TAMPA, Fla. — Here is a startling health statistic: One in seven people have chronic kidney disease and don't even know it.
“For me, it started when I was 23 years old and as with many patients, I did not know I had kidney disease,” said Maria Jimenez.
Jimenez only started receiving symptoms two weeks before she ended up in kidney failure.
Kidneys are responsible for filtering out waste, toxins and excess fluid from your body and kidney failure can be fatal.
“I went to the emergency room. They confirmed the diagnosis and I started dialysis right away at the hospital,” said Jimenez.
Thirty million Americans live with chronic kidney disease, which is more common in Black, Hispanic, Asian and Native American populations.
“When you have chronic kidney disease, what happens is your kidneys are damaged and they don’t perform that job well which results, as you can imagine, in problems,” said Kathleen Belmonte, Chief Nursing Officer at Fresenius Medical Care North America.

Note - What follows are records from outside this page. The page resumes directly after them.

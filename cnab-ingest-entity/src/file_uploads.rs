use sea_orm::entity::prelude::*;

use crate::sea_orm_active_enums::FileUploadStatus;

#[derive(Clone, Debug, PartialEq, DeriveEntityModel, Eq)]
#[sea_orm(table_name = "file_uploads")]
pub struct Model {
    #[sea_orm(primary_key, auto_increment = false)]
    pub id: Uuid,
    pub file_name: String,
    pub file_hash: String,
    pub file_size: i64,
    pub storage_path: String,
    pub status: FileUploadStatus,
    pub total_line_count: Option<i64>,
    pub processed_line_count: i64,
    pub failed_line_count: i64,
    pub skipped_line_count: i64,
    pub last_checkpoint_line: i64,
    pub retry_count: i32,
    pub error_message: Option<String>,
    pub uploaded_at: DateTimeWithTimeZone,
    pub processing_started_at: Option<DateTimeWithTimeZone>,
    pub processing_completed_at: Option<DateTimeWithTimeZone>,
    pub last_checkpoint_at: Option<DateTimeWithTimeZone>,
}

#[derive(Copy, Clone, Debug, EnumIter, DeriveRelation)]
pub enum Relation {
    #[sea_orm(has_many = "super::file_upload_line_hashes::Entity")]
    FileUploadLineHashes,
    #[sea_orm(has_many = "super::transactions::Entity")]
    Transactions,
}

impl Related<super::file_upload_line_hashes::Entity> for Entity {
    fn to() -> RelationDef {
        Relation::FileUploadLineHashes.def()
    }
}

impl Related<super::transactions::Entity> for Entity {
    fn to() -> RelationDef {
        Relation::Transactions.def()
    }
}

impl ActiveModelBehavior for ActiveModel {}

There are five stages of kidney disease and in the early stages, most people don't even know they have it because there are no symptoms. Diabetes and high blood pressure are the leading causes of kidney disease.
“When you have those risk factors, it’s super, super important to be screened at least annually to make sure your kidneys are staying healthy and well,” said Belmonte.
There are, however, symptoms of late-stage kidney disease.
“Swelling in your legs and your hands, fatigue, nausea, headaches,” said Belmonte.
Jimenez was on dialysis for nine years before finally getting a transplant in 2017.
“It’s been working wonderful since then,” said Jimenez.